六回は牽制で一塁走者を誘い出し、ピンチを脱する場面も。いつも通り安定感抜群の投球で仕事を果たした。金沢時代も甲子園出場経験はなく、野球人生初めての全国の舞台だったが、「いつもより緊張したけど、その緊張をうまく力に変えることができた」と強心臓ぶりを発揮。「少し変化球の制球に苦しんだところはあったんですけど、自信のある真っすぐでしっかり押せたのでよかった」と胸を張った。
関大OBの中日・金丸と同じ背番号21を背負う左腕に小田洋一監督は、「ベンチで見ていて信頼度は金丸と変わらないくらい。ただ、まだ線が細いところがあるので、2年後3年後になれば金丸より上に行く可能性は持っている」と語った。
米沢は「3年生の時も4年生の時も金丸さんはチームの主戦だったのでその姿は見ていた。チームを勝利に導くのはかっこいいと思っていた。今こうしてチームのために投げるのは意識しています」と2学年上の金丸の背中を追いかけてきた。
全日本の舞台に臨むにあたっても、東京ドームのマウンドについて金丸から助言をもらったことを明かした。
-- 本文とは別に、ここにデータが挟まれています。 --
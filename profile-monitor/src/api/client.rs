//! `reqwest` implementation of [`ProfileApi`].

use std::time::Duration;

use async_trait::async_trait;
use chrono::{DateTime, Utc};
use reqwest::{Client, RequestBuilder, StatusCode, header};
use serde::Deserialize;
use serde::de::DeserializeOwned;
use tokio::time::Instant;
use tracing::{debug, instrument, warn};

use super::error::ApiError;
use super::models::{ImageBlob, Member, PlaylistRecord, ProfileSnapshot, Track};
use super::ProfileApi;
use crate::config::ApiConfig;
use crate::credentials::ApiAuth;

const CLIENT_TOKEN_HEADER: &str = "client-token";
const PROFILE_PLAYLIST_LIMIT: u32 = 200;
const PROFILE_ARTIST_LIMIT: u32 = 50;
const PLAYLIST_PAGE_SIZE: u32 = 100;

#[derive(Debug, Deserialize)]
struct ProfileResponse {
    #[serde(default)]
    name: String,
    #[serde(default)]
    image_url: Option<String>,
    #[serde(default)]
    followers_count: u64,
    #[serde(default)]
    following_count: u64,
    #[serde(default)]
    public_playlists: Vec<UriName>,
    #[serde(default)]
    recently_played_artists: Vec<UriName>,
}

#[derive(Debug, Deserialize)]
struct UriName {
    uri: String,
    #[serde(default)]
    name: String,
}

impl From<UriName> for Member {
    fn from(value: UriName) -> Self {
        Member::new(value.uri, value.name)
    }
}

#[derive(Debug, Deserialize)]
struct ProfileListResponse {
    #[serde(default)]
    profiles: Vec<UriName>,
}

#[derive(Debug, Deserialize)]
struct PlaylistResponse {
    uri: String,
    #[serde(default)]
    name: String,
    #[serde(default)]
    description: Option<String>,
    owner: UserRef,
    #[serde(default)]
    followers: Option<Total>,
    tracks: TrackPage,
}

#[derive(Debug, Deserialize)]
struct UserRef {
    id: String,
    #[serde(default)]
    display_name: Option<String>,
}

#[derive(Debug, Deserialize)]
struct Total {
    total: u64,
}

#[derive(Debug, Deserialize)]
struct TrackPage {
    #[serde(default)]
    total: u64,
    #[serde(default)]
    items: Vec<PlaylistItem>,
    #[serde(default)]
    next: Option<String>,
}

#[derive(Debug, Deserialize)]
struct PlaylistItem {
    #[serde(default)]
    added_at: Option<String>,
    #[serde(default)]
    added_by: Option<UserRef>,
    #[serde(default)]
    track: Option<TrackObject>,
}

#[derive(Debug, Deserialize)]
struct TrackObject {
    #[serde(default)]
    uri: Option<String>,
    #[serde(default)]
    name: String,
    #[serde(default)]
    duration_ms: u64,
    #[serde(default)]
    artists: Vec<ArtistRef>,
}

#[derive(Debug, Deserialize)]
struct ArtistRef {
    #[serde(default)]
    name: String,
}

impl PlaylistItem {
    fn into_track(self) -> Option<Track> {
        let track = self.track?;
        let artist = track
            .artists
            .into_iter()
            .map(|a| a.name)
            .collect::<Vec<_>>()
            .join(", ");
        Some(Track {
            uri: track.uri.unwrap_or_default(),
            artist,
            title: track.name,
            duration_ms: track.duration_ms,
            added_at: self.added_at,
            added_by: self.added_by.map(|u| {
                let name = u.display_name.unwrap_or_else(|| u.id.clone());
                Member::new(u.id, name)
            }),
        })
    }
}

/// Last path segment of `spotify:playlist:<id>` or a playlist URL.
pub fn playlist_id(uri: &str) -> &str {
    let trimmed = uri.split('?').next().unwrap_or(uri);
    trimmed
        .rsplit([':', '/'])
        .next()
        .unwrap_or(trimmed)
}

pub struct WebApiClient {
    client: Client,
    config: ApiConfig,
}

impl WebApiClient {
    pub fn new(client: Client, config: ApiConfig) -> Self {
        Self { client, config }
    }

    fn authorized(&self, request: RequestBuilder, auth: &ApiAuth) -> RequestBuilder {
        let request = request.bearer_auth(&auth.bearer);
        match auth.client_token.as_deref() {
            Some(token) => request.header(CLIENT_TOKEN_HEADER, token),
            None => request,
        }
    }

    async fn get_json<T: DeserializeOwned>(
        &self,
        url: &str,
        auth: &ApiAuth,
        deadline: Instant,
        endpoint: &str,
    ) -> Result<T, ApiError> {
        let remaining = deadline.saturating_duration_since(Instant::now());
        let response = self
            .authorized(self.client.get(url), auth)
            .header(header::ACCEPT, "application/json")
            .timeout(remaining)
            .send()
            .await?;

        match response.status() {
            StatusCode::UNAUTHORIZED => Err(ApiError::Unauthorized),
            StatusCode::NOT_FOUND => Err(ApiError::NotFound(endpoint.to_string())),
            status if !status.is_success() => Err(ApiError::Status {
                status: status.as_u16(),
                endpoint: endpoint.to_string(),
            }),
            _ => response
                .json::<T>()
                .await
                .map_err(|e| ApiError::Parse(format!("{endpoint}: {e}"))),
        }
    }

    fn profile_url(&self, user_id: &str, suffix: &str) -> String {
        format!(
            "{}/user-profile-view/v3/profile/{}{}",
            self.config.spclient_base.trim_end_matches('/'),
            user_id,
            suffix
        )
    }

    async fn fetch_profile_list(
        &self,
        auth: &ApiAuth,
        user_id: &str,
        suffix: &str,
        timeout: Duration,
    ) -> Result<Vec<Member>, ApiError> {
        let url = format!("{}?market=from_token", self.profile_url(user_id, suffix));
        let list: ProfileListResponse = self
            .get_json(&url, auth, Instant::now() + timeout, suffix.trim_start_matches('/'))
            .await?;
        Ok(list.profiles.into_iter().map(Member::from).collect())
    }
}

#[async_trait]
impl ProfileApi for WebApiClient {
    #[instrument(skip(self, auth))]
    async fn fetch_profile(
        &self,
        auth: &ApiAuth,
        user_id: &str,
        timeout: Duration,
    ) -> Result<ProfileSnapshot, ApiError> {
        let url = format!(
            "{}?playlist_limit={PROFILE_PLAYLIST_LIMIT}&artist_limit={PROFILE_ARTIST_LIMIT}&episode_limit=0&market=from_token",
            self.profile_url(user_id, "")
        );
        let profile: ProfileResponse = self
            .get_json(&url, auth, Instant::now() + timeout, "profile")
            .await?;

        Ok(ProfileSnapshot {
            username: profile.name,
            image_url: profile.image_url.filter(|u| !u.is_empty()),
            follower_count: profile.followers_count,
            following_count: profile.following_count,
            playlists: profile
                .public_playlists
                .into_iter()
                .map(Member::from)
                .collect(),
            recent_artists: profile
                .recently_played_artists
                .into_iter()
                .map(Member::from)
                .collect(),
        })
    }

    #[instrument(skip(self, auth))]
    async fn fetch_followers(
        &self,
        auth: &ApiAuth,
        user_id: &str,
        timeout: Duration,
    ) -> Result<Vec<Member>, ApiError> {
        self.fetch_profile_list(auth, user_id, "/followers", timeout)
            .await
    }

    #[instrument(skip(self, auth))]
    async fn fetch_followings(
        &self,
        auth: &ApiAuth,
        user_id: &str,
        timeout: Duration,
    ) -> Result<Vec<Member>, ApiError> {
        self.fetch_profile_list(auth, user_id, "/following", timeout)
            .await
    }

    #[instrument(skip(self, auth))]
    async fn fetch_playlist(
        &self,
        auth: &ApiAuth,
        playlist_uri: &str,
        timeout: Duration,
    ) -> Result<PlaylistRecord, ApiError> {
        let deadline = Instant::now() + timeout;
        let url = format!(
            "{}/playlists/{}?limit={PLAYLIST_PAGE_SIZE}",
            self.config.web_api_base.trim_end_matches('/'),
            playlist_id(playlist_uri)
        );
        let playlist: PlaylistResponse = self.get_json(&url, auth, deadline, "playlist").await?;

        let mut items = playlist.tracks.items;
        let mut next = playlist.tracks.next;
        let mut pages = 1;
        while let Some(next_url) = next.take() {
            if pages >= self.config.max_playlist_pages {
                warn!(playlist = %playlist_uri, pages, "Stopping playlist paging at page limit");
                break;
            }
            let page: TrackPage = self
                .get_json(&next_url, auth, deadline, "playlist tracks")
                .await?;
            items.extend(page.items);
            next = page.next;
            pages += 1;
        }

        let tracks: Vec<Track> = items.into_iter().filter_map(PlaylistItem::into_track).collect();
        let added: Vec<DateTime<Utc>> = tracks
            .iter()
            .filter_map(|t| t.added_at.as_deref())
            .filter_map(|s| DateTime::parse_from_rfc3339(s).ok())
            .map(|dt| dt.with_timezone(&Utc))
            .collect();
        debug!(playlist = %playlist_uri, tracks = tracks.len(), pages, "Playlist fetched");

        let mut record = PlaylistRecord {
            uri: playlist.uri,
            name: playlist.name,
            description: playlist.description.unwrap_or_default(),
            owner_id: playlist.owner.id,
            like_count: playlist.followers.map(|f| f.total).unwrap_or(0),
            track_count: playlist.tracks.total,
            collaborators: Default::default(),
            tracks,
            created_at: added.iter().min().copied(),
            updated_at: added.iter().max().copied(),
        };
        record.collect_collaborators();
        Ok(record)
    }

    #[instrument(skip(self))]
    async fn download_image(&self, url: &str, timeout: Duration) -> Result<ImageBlob, ApiError> {
        let response = self.client.get(url).timeout(timeout).send().await?;
        match response.status() {
            StatusCode::NOT_FOUND => return Err(ApiError::NotFound("image".to_string())),
            status if !status.is_success() => {
                return Err(ApiError::Status {
                    status: status.as_u16(),
                    endpoint: "image".to_string(),
                });
            }
            _ => {}
        }
        let last_modified = response
            .headers()
            .get(header::LAST_MODIFIED)
            .and_then(|v| v.to_str().ok())
            .and_then(|v| DateTime::parse_from_rfc2822(v).ok())
            .map(|dt| dt.with_timezone(&Utc));
        let bytes = response.bytes().await?.to_vec();
        Ok(ImageBlob {
            bytes,
            last_modified,
        })
    }
}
「『マウンドは固め』と教えてもらったので『固めは得意です』と返しました。そしたら『頑張れ』と言ってくれました」。
この春評価急上昇の左腕に、阪神は畑山統括スカウトら幹部クラスも含めた7人体制で視察。岡本スカウトは「リーグ戦から継続して全国の舞台でもいいピッチングだった。いつも通りストレートが走っていて、それを軸にいい投球をしていた」と評価した。米沢は、「金丸さんは自分がプロに行きたいと思うきっかけとなった尊敬できる一人。追いつきたい気持ちもあるので、自分もドラフトで1位指名していただけるように結果を残していきたい」と意気込んだ。